Except…well, except that now they wanted to go back. Maybe that liberation thing was overrated; maybe the Egyptian bosses weren’t all that bad, after all, they were human too. They missed the lamb stews and the homemade breads not to mention the roofs over their heads and the bed to sleep on at night. They hadn’t planned on this desert experience in their escape to freedom; they didn’t expect that things would go from bad to worse and then even worse before they’d get better.
Hunger is very real. Hunger is a major driving force in the history of humankind. Hunger changes perspectives and makes priorities get reevaluated. And that’s just where this ragtag Hebrew group was when we drop in on their story today. Hungry. And scared. And really wondering if all this was actually worth it. Reevaluating priorities.
And so they longed for the good old/bad old days in Egypt. They looked back instead of forward. They griped and complained about very real issues and very real problems. Their bellies rumbled in the scorching hot midday sun.
And God did what God does; God took care of their needs. There were quail and there was manna. They ate their fill and learned to share and found out that God would even take care of them on the sabbath day.
But still there was that embarrassing, ungrateful moment in which they turned their backs on the future that had been laid out for them and to which they were called and they longed for the past, however bad it was.
How like them we are. In spite of thousands and thousands of years of change in civilization; in spite of the differences in the way we do something as fundamental as communicate; in spite of the fact that the nomadic culture of these early Israelites is as different from ours as possibly can be, how like them we are.

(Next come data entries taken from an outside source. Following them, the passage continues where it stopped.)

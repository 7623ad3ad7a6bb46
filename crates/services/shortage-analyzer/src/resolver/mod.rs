//! Role identity resolution between the allocation and need datasets.
//!
//! Three greedy passes over lexically sorted names: exact equality,
//! case-insensitive substring containment, then shared domain keyword. A
//! need role is claimed by at most one actual role, so an earlier weaker
//! match can take a need role a later actual role would match better.

use crate::config::ResolverConfig;
use crate::error::{AnalyzerErrorExt, InsightError};
use crate::models::{AnalysisIssue, MatchMethod, RoleMapping, RoleResolution};
use std::collections::{BTreeMap, BTreeSet};
use tracing::{debug, info};

const EXACT_CONFIDENCE: f64 = 1.0;
const SUBSTRING_BASE_CONFIDENCE: f64 = 0.6;
const SUBSTRING_RATIO_WEIGHT: f64 = 0.3;
const KEYWORD_CONFIDENCE: f64 = 0.5;

pub struct RoleResolver {
    keywords: Vec<String>,
}

impl RoleResolver {
    pub fn new(config: &ResolverConfig) -> Self {
        Self::with_keywords(config.keywords.iter().cloned())
    }

    pub fn with_keywords(keywords: impl IntoIterator<Item = String>) -> Self {
        Self {
            keywords: keywords
                .into_iter()
                .map(|k| k.trim().to_lowercase())
                .filter(|k| !k.is_empty())
                .collect(),
        }
    }

    pub fn resolve(
        &self,
        actual_roles: &BTreeSet<String>,
        need_roles: &BTreeSet<String>,
    ) -> RoleResolution {
        let mut matched: BTreeMap<&str, RoleMapping> = BTreeMap::new();
        let mut claimed: BTreeSet<&str> = BTreeSet::new();

        for actual in actual_roles {
            if need_roles.contains(actual) {
                claimed.insert(actual.as_str());
                matched.insert(
                    actual.as_str(),
                    RoleMapping::matched(actual, actual, MatchMethod::Exact, EXACT_CONFIDENCE),
                );
            }
        }

        for actual in actual_roles {
            if matched.contains_key(actual.as_str()) {
                continue;
            }
            let a = normalize(actual);
            if a.is_empty() {
                continue;
            }
            let hit = need_roles
                .iter()
                .filter(|n| !claimed.contains(n.as_str()))
                .find_map(|n| {
                    let b = normalize(n);
                    if b.is_empty() || !(a.contains(&b) || b.contains(&a)) {
                        return None;
                    }
                    Some((n, substring_confidence(&a, &b)))
                });
            if let Some((need, confidence)) = hit {
                claimed.insert(need.as_str());
                matched.insert(
                    actual.as_str(),
                    RoleMapping::matched(actual, need, MatchMethod::Substring, confidence),
                );
            }
        }

        for actual in actual_roles {
            if matched.contains_key(actual.as_str()) {
                continue;
            }
            let a = normalize(actual);
            let hit = self
                .keywords
                .iter()
                .filter(|k| a.contains(k.as_str()))
                .find_map(|k| {
                    need_roles
                        .iter()
                        .filter(|n| !claimed.contains(n.as_str()))
                        .find(|n| normalize(n).contains(k.as_str()))
                        .map(|n| (n, k))
                });
            if let Some((need, keyword)) = hit {
                claimed.insert(need.as_str());
                matched.insert(
                    actual.as_str(),
                    RoleMapping::matched(actual, need, MatchMethod::Keyword, KEYWORD_CONFIDENCE)
                        .with_keyword(keyword.clone()),
                );
            }
        }

        let mut mappings = Vec::with_capacity(actual_roles.len());
        let mut unmatched_actual = Vec::new();
        for actual in actual_roles {
            match matched.remove(actual.as_str()) {
                Some(mapping) => {
                    debug!(
                        actual = %actual,
                        need = mapping.need_role.as_deref().unwrap_or_default(),
                        method = ?mapping.method,
                        confidence = mapping.confidence,
                        "Role matched"
                    );
                    mappings.push(mapping);
                }
                None => {
                    unmatched_actual.push(actual.clone());
                    mappings.push(RoleMapping::unmatched(actual));
                }
            }
        }
        let unmatched_need: Vec<String> = need_roles
            .iter()
            .filter(|n| !claimed.contains(n.as_str()))
            .cloned()
            .collect();

        info!(
            actual_roles = actual_roles.len(),
            need_roles = need_roles.len(),
            unmatched_actual = unmatched_actual.len(),
            unmatched_need = unmatched_need.len(),
            "Resolved role identities"
        );

        RoleResolution {
            mappings,
            unmatched_actual,
            unmatched_need,
        }
    }
}

pub const RESOLUTION_STAGE: &str = "role_resolution";

/// Non-fatal issues for every unresolved role in `resolution`.
pub fn mapping_issues(resolution: &RoleResolution) -> Vec<AnalysisIssue> {
    let actual = resolution.unmatched_actual.iter().map(|r| {
        (r, InsightError::unmatched_role(r, "no need grid matches; treated as 100% surplus"))
    });
    let need = resolution.unmatched_need.iter().map(|r| {
        (r, InsightError::unmatched_role(r, "no allocated role matches; treated as full shortage"))
    });
    actual
        .chain(need)
        .map(|(role, err)| AnalysisIssue {
            role: Some(role.clone()),
            stage: RESOLUTION_STAGE.to_string(),
            category: err.category(),
            detail: err.to_string(),
        })
        .collect()
}

fn normalize(name: &str) -> String {
    name.trim().to_lowercase()
}

fn substring_confidence(a: &str, b: &str) -> f64 {
    let (la, lb) = (a.chars().count(), b.chars().count());
    let (shorter, longer) = if la <= lb { (la, lb) } else { (lb, la) };
    let ratio = if longer == 0 {
        0.0
    } else {
        shorter as f64 / longer as f64
    };
    SUBSTRING_BASE_CONFIDENCE + SUBSTRING_RATIO_WEIGHT * ratio
}
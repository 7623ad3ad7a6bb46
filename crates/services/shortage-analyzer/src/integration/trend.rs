use crate::config::IntegrationConfig;
use crate::models::{RoleForecast, RoleTrend, ShortageRecord, ShortageSummary, TrendDirection};

/// Compares forecast daily demand with the role's current state.
///
/// The basis is the current daily shortage, or the current actual daily
/// hours when the role is not short.
pub fn classify_trend(
    forecast_daily_demand: f64,
    current: &ShortageRecord,
    config: &IntegrationConfig,
) -> RoleTrend {
    let basis_is_shortage = current.shortage_daily_hours > 0.0;
    let basis = if basis_is_shortage {
        current.shortage_daily_hours
    } else {
        current.actual_daily_hours
    };

    let direction = if forecast_daily_demand > basis * config.trend_increase_factor {
        TrendDirection::Increasing
    } else if forecast_daily_demand < basis * config.trend_decrease_factor {
        TrendDirection::Decreasing
    } else {
        TrendDirection::Stable
    };

    RoleTrend {
        role: current.role_name().to_string(),
        direction,
        forecast_daily_demand,
        comparison_basis: basis,
        basis_is_shortage,
    }
}

/// Trends for every role that has a forecast.
pub fn compute_trends(
    summary: &ShortageSummary,
    forecasts: &[RoleForecast],
    config: &IntegrationConfig,
) -> Vec<RoleTrend> {
    forecasts
        .iter()
        .filter_map(|f| {
            summary
                .role(&f.role)
                .map(|record| classify_trend(f.average_daily_demand, record, config))
        })
        .collect()
}
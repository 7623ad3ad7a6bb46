use chrono::{NaiveDate, NaiveTime, Timelike};
use serde::{Deserialize, Serialize};

pub const MINUTES_PER_DAY: u32 = 24 * 60;

/// Canonical slots of one day. Slot `i` starts at `i * slot_minutes`.
#[derive(Debug, Clone, PartialEq, Eq, Serialize, Deserialize)]
pub struct TimeGrid {
    pub slot_minutes: u32,
    pub slots: Vec<NaiveTime>,
}

impl TimeGrid {
    /// Builds the grid for a slot length that evenly divides a day.
    pub fn new(slot_minutes: u32) -> Option<Self> {
        if slot_minutes == 0 || MINUTES_PER_DAY % slot_minutes != 0 {
            return None;
        }
        let slots = (0..MINUTES_PER_DAY / slot_minutes)
            .filter_map(|i| {
                let start = i * slot_minutes;
                NaiveTime::from_hms_opt(start / 60, start % 60, 0)
            })
            .collect();
        Some(Self {
            slot_minutes,
            slots,
        })
    }

    pub fn slots_per_day(&self) -> usize {
        self.slots.len()
    }

    pub fn slot_hours(&self) -> f64 {
        self.slot_minutes as f64 / 60.0
    }

    /// Index of the slot starting exactly at `time`.
    pub fn slot_index(&self, time: NaiveTime) -> Option<usize> {
        if time.second() != 0 || time.nanosecond() != 0 {
            return None;
        }
        let minutes = time.hour() * 60 + time.minute();
        if minutes % self.slot_minutes != 0 {
            return None;
        }
        Some((minutes / self.slot_minutes) as usize)
    }

    /// Hour of day (0-23) a slot falls in.
    pub fn slot_hour(&self, slot: usize) -> u32 {
        (slot as u32 * self.slot_minutes) / 60
    }
}

/// Required staffing of one role: `values[row][col]` for time row and date
/// column.
#[derive(Debug, Clone, PartialEq, Serialize, Deserialize)]
pub struct NeedGrid {
    pub role: String,
    pub times: Vec<NaiveTime>,
    pub dates: Vec<NaiveDate>,
    pub values: Vec<Vec<f64>>,
}

impl NeedGrid {
    pub fn new(
        role: impl Into<String>,
        times: Vec<NaiveTime>,
        dates: Vec<NaiveDate>,
        values: Vec<Vec<f64>>,
    ) -> Self {
        Self {
            role: role.into(),
            times,
            dates,
            values,
        }
    }

    pub fn row_count(&self) -> usize {
        self.times.len()
    }

    /// Slot length implied by the number of rows, if the rows partition a day.
    pub fn slot_minutes(&self) -> Option<u32> {
        let rows = self.row_count() as u32;
        if rows == 0 || MINUTES_PER_DAY % rows != 0 {
            return None;
        }
        Some(MINUTES_PER_DAY / rows)
    }

    /// Number of distinct dates covered.
    pub fn period_days(&self) -> usize {
        let mut dates = self.dates.clone();
        dates.sort();
        dates.dedup();
        dates.len()
    }

    /// Sum of all cells (staff-slots).
    pub fn total(&self) -> f64 {
        self.values.iter().flatten().sum()
    }

    /// Mean requirement per row across the grid's dates.
    pub fn mean_per_row(&self) -> Vec<f64> {
        let days = self.period_days();
        self.values
            .iter()
            .map(|row| {
                if days == 0 {
                    0.0
                } else {
                    row.iter().sum::<f64>() / days as f64
                }
            })
            .collect()
    }
}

For here we are: God’s people in this day and this age; so often looking back and remembering; remembering the glory days of American Protestantism in the mid-20th century; looking back and remembering the ways we used to do things and adhering to them even though they are outmoded and no longer working; looking back and remembering when we were a defiant band leaving behind the oppression of dysfunction; looking back and remembering how good it was “then.” Looking back and remembering and glorying and reveling and celebrating and…well, forgetting, actually, that we can’t look back and look forward at the same time; forgetting that the good old days weren’t really all that good for some of us; forgetting that God is always, always ahead of us coaxing us onward.

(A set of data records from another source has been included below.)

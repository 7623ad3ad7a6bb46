//! # Shortage Insight Tracing
//!
//! Unified structured-logging initialization for the workspace binaries.
//!
//! - **Environment filtering**: `RUST_LOG` wins over the configured level
//! - **Output formats**: human-readable or JSON lines
//! - **Service identification**: a root span carrying the service name
//! - **Guard pattern**: the returned guard exits the root span on drop
//!
//! ## Usage
//!
//! ```rust,no_run
//! use insight_tracing::{init, LogFormat, TracingConfig};
//! use tracing::info;
//!
//! fn main() -> insight_error::Result<()> {
//!     let _guard = init(TracingConfig {
//!         service_name: "shortage-analyzer".to_string(),
//!         log_level: "info".to_string(),
//!         format: LogFormat::Pretty,
//!     })?;
//!     info!("analysis started");
//!     Ok(())
//! }
//! ```

use insight_error::{InsightError, Result};
use std::sync::atomic::{AtomicBool, Ordering};
use tracing_subscriber::{layer::SubscriberExt, util::SubscriberInitExt, EnvFilter};

/// Global flag to track if tracing has been initialized
static TRACING_INITIALIZED: AtomicBool = AtomicBool::new(false);

const VALID_LEVELS: [&str; 5] = ["trace", "debug", "info", "warn", "error"];

/// Log line format.
#[derive(Clone, Copy, Debug, Default, PartialEq, Eq)]
pub enum LogFormat {
    #[default]
    Pretty,
    Json,
}

impl std::str::FromStr for LogFormat {
    type Err = InsightError;

    fn from_str(s: &str) -> Result<Self> {
        match s.to_ascii_lowercase().as_str() {
            "pretty" | "text" => Ok(LogFormat::Pretty),
            "json" => Ok(LogFormat::Json),
            other => Err(InsightError::invalid_input(
                "log_format",
                format!("unknown log format '{other}', expected 'pretty' or 'json'"),
            )),
        }
    }
}

/// Configuration for tracing initialization.
///
/// - `service_name`: non-empty, alphanumeric plus `-` and `_`.
/// - `log_level`: one of "trace", "debug", "info", "warn", "error".
/// - `format`: human-readable or JSON output.
#[derive(Clone, Debug)]
pub struct TracingConfig {
    pub service_name: String,
    pub log_level: String,
    pub format: LogFormat,
}

impl TracingConfig {
    /// Validates the configuration.
    ///
    /// ## Errors
    ///
    /// - `InsightError::InvalidInput` if `service_name` is empty or contains invalid characters
    /// - `InsightError::InvalidInput` if `log_level` is not a valid log level
    pub fn validate(&self) -> Result<()> {
        if self.service_name.is_empty() {
            return Err(InsightError::invalid_input(
                "service_name",
                "service name cannot be empty",
            ));
        }

        if !self
            .service_name
            .chars()
            .all(|c| c.is_ascii_alphanumeric() || c == '-' || c == '_')
        {
            return Err(InsightError::invalid_input(
                "service_name",
                "service name must contain only alphanumeric characters, hyphens, and underscores",
            ));
        }

        if !VALID_LEVELS.contains(&self.log_level.as_str()) {
            return Err(InsightError::invalid_input(
                "log_level",
                format!(
                    "invalid log level '{}', must be one of: {}",
                    self.log_level,
                    VALID_LEVELS.join(", ")
                ),
            ));
        }

        Ok(())
    }
}

/// Keeps the service root span entered for the lifetime of the process.
#[derive(Debug)]
pub struct TracingGuard {
    _span: tracing::span::EnteredSpan,
}

/// Initializes the global subscriber.
///
/// Can only succeed once per process; later calls return
/// `InsightError::Config`.
pub fn init(config: TracingConfig) -> Result<TracingGuard> {
    config.validate()?;

    if TRACING_INITIALIZED.swap(true, Ordering::SeqCst) {
        return Err(InsightError::config("tracing has already been initialized"));
    }

    let env_filter =
        EnvFilter::try_from_default_env().unwrap_or_else(|_| EnvFilter::new(&config.log_level));

    let registry = tracing_subscriber::registry().with(env_filter);
    let init_result = match config.format {
        LogFormat::Pretty => registry
            .with(
                tracing_subscriber::fmt::layer()
                    .with_target(true)
                    .with_thread_ids(true),
            )
            .try_init(),
        LogFormat::Json => registry
            .with(
                tracing_subscriber::fmt::layer()
                    .json()
                    .with_current_span(true)
                    .with_thread_ids(true),
            )
            .try_init(),
    };

    init_result
        .map_err(|e| InsightError::config(format!("failed to initialize tracing: {e}")))?;

    let span = tracing::info_span!("service", name = %config.service_name).entered();
    Ok(TracingGuard { _span: span })
}

/// Whether [`init`] has already been called in this process.
pub fn is_initialized() -> bool {
    TRACING_INITIALIZED.load(Ordering::SeqCst)
}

God provides. God does indeed give us what we need, we learn from these verses from Exodus. And, if we are to believe the parable Jesus told in Matthew from today’s gospel reading, God is foolish to the point of excess in this providing. God doesn’t even know how to manage money and accounts; God just gives and gives and doesn’t really check your timecard or credentials when God is doling out the pay.
The people in the desert saw this stuff on the ground and said “manna.” Unfortunately, we’ve come to associate that word with the stuff that they found there that first morning and which nourished the whole congregation of Hebrew people in their desert. But actually, the word “manna” means “what is it?” “What the heck is this!?” they were saying either out of incredulity or astonishment or disbelief or just plain ignorance. They had no idea of the gift they had just been given. All they could say was “manna?”
We may neither recognize nor appreciate the gifts we have been given in our own desert experiences. Curses may be blessings; disappointments may be opportunities; setbacks may in fact be unsure steps inching ever forward. We may be saying “manna?” and all the time not know that we are being nurtured and fed on our desert journeys.
Manna? Why, it’s the One who calls us and prods us and goads us into ministry and mission feeding us and seeing to our needs.